Saturday, 30 March 2013

Zombie Jesus Day 2013

Things learned in 2013 so far:

  1. Hard work is hard.
  2. Running away from problems is bad, but fun. Sometimes.
  3. I am not built to be someone's boyfriend.
  4. A love of classical music and a love of lyrical poetry inevitably leads one down a rabbit hole of industrial post-punk glorious gothiness.
  5. Inspiration is a bitch. But I love her, and I ain't treating her right. Inspiration is the girl you don't tell your parents you're dating because they know she's no good for you.
  6. Bitches be crazy.
  7. Winter is not coming. It has FUCKING MOVED IN AND KEEPS EATING MY NUTELLA!
Here's a little PJ for your weekend.


Happy Easter everyone.

Monday, 18 March 2013

The Finish Line

1000 words and The Book is finished. That's 2 A4 pages.
It's taken me, what... two years? It's not that long. More a novella than a novel really. But it's good I think. I don't know, I'm so close to it. It might be shit. It might be shit. That is a distinct possibility. I think I'd be heartbroken.

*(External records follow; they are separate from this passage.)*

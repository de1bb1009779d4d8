//! Person data evaluation
//!
//! This crate turns declarative per-person attribute definitions into
//! per-person values for one reporting period:
//!
//! - **Definitions**: `PersonDataDefinition` describes one wanted attribute;
//!   its body selects the evaluator kind that resolves it
//! - **Evaluators**: one `PersonDataEvaluator` per kind builds a
//!   parameterized query, executes it through the `EvaluationService`, and
//!   folds the rows into one value per person
//! - **Registry**: `EvaluatorRegistry` maps each kind to a priority-ordered
//!   list of evaluators, built explicitly at startup
//! - **Context**: `EvaluationContext` carries the period, optional cohort and
//!   extra parameters, and memoizes results within one report run
//!
//! # Example
//!
//! ```ignore
//! use ssemr_reports_eval::{EvaluationContext, PersonDataService, vl};
//!
//! let service = PersonDataService::standard(warehouse, "ssemr_etl")?;
//! let ctx = EvaluationContext::builder().end_date(end).build()?;
//! let result = service.evaluate(&vl::repeat_vl_result(), &ctx)?;
//! println!("{:?}", result.get(PersonId(1)));
//! ```
//!
//! # Resolution rules
//!
//! - A person with no qualifying rows is absent from the result, never
//!   present with a null value
//! - Recency ties are broken deterministically: earlier-declared source first,
//!   then the higher row key
//! - Comparisons against the end date are inclusive on the calendar date

pub mod context;
pub mod definition;
pub mod engine;
pub mod error;
pub mod evaluators;
pub mod library;
pub mod registry;
pub mod resolve;
pub mod result;
pub mod service;
pub mod status;
pub mod vl;

pub use context::{EvaluationContext, EvaluationContextBuilder};
pub use definition::{
    CurrentRowQuery, DefinitionBody, DefinitionId, DefinitionKind, EventSource, LatestValueQuery,
    PendingRule, PersonDataDefinition, SqlQuery, StatusRules, Substitution, SubstitutionAction, ValueFormat,
};
pub use engine::PersonDataService;
pub use error::{EvalError, EvalResult};
pub use evaluators::{CurrentRowEvaluator, LatestValueEvaluator, PersonDataEvaluator, SqlPersonDataEvaluator};
pub use library::DefinitionLibrary;
pub use registry::{DefinitionPredicate, EvaluatorRegistry, DEFAULT_PRIORITY};
pub use result::EvaluatedPersonData;
pub use service::{EvaluationService, QueryBuilderFactory, COHORT_CHUNK_SIZE, SCHEMA_TOKEN};
pub use status::{derive_status, StatusFields, PENDING_RESULT};
//! Embedder Port
//!
//! Abstract interface for text embedding generation.

use async_trait::async_trait;

use crate::domain::errors::EngineError;

/// Service interface for turning text into fixed-length vectors.
///
/// Deterministic for a fixed model identity: the same text always
/// yields the same vector.
#[async_trait]
pub trait Embedder: Send + Sync {
    /// Dimensionality of every vector produced by this embedder.
    fn dimension(&self) -> usize;

    /// Generate the embedding vector for `text`.
    ///
    /// Fails with [`EngineError::Embedding`] when `text` is empty after
    /// normalization; there is nothing to embed or match.
    async fn embed(&self, text: &str) -> Result<Vec<f32>, EngineError>;
}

I don't love these characters. I don't think I do. No, that's not true. I do, but it's more complicated than that.

Argh. I will be happy to leave them behind I think. It's been like spending too much time with your most intense friends. The relationship it's loosely based on needs to recede into my past now, I'm ready to be over it.

This feels odd. I never finish things. And I tell myself that it won't be over, that there's still redrafting and tweaking and changing. But I still don't know the end. I haven't been able to look. Now I do. I've written one, but I might have to scrap it. I don't know if it's the truth. It feels right but too easy. I suppose I'll know.


Tuesday, 12 March 2013

Linkage

Also, the even better album which you should totally buy.

AFP's TED talk.

Blogs poems here

Thursday, 28 February 2013

Guilty Pleasures Version 2.0

Ah, I was a young addict once. Sadly Blogger in its infinite wisdom has seen fit to eat the post in which I told you all about my first furtive activities. In lieu, let me present to you the journey three years on, wherein I have graduated from softer, gateway secrets to full blown socially unacceptable obsessions.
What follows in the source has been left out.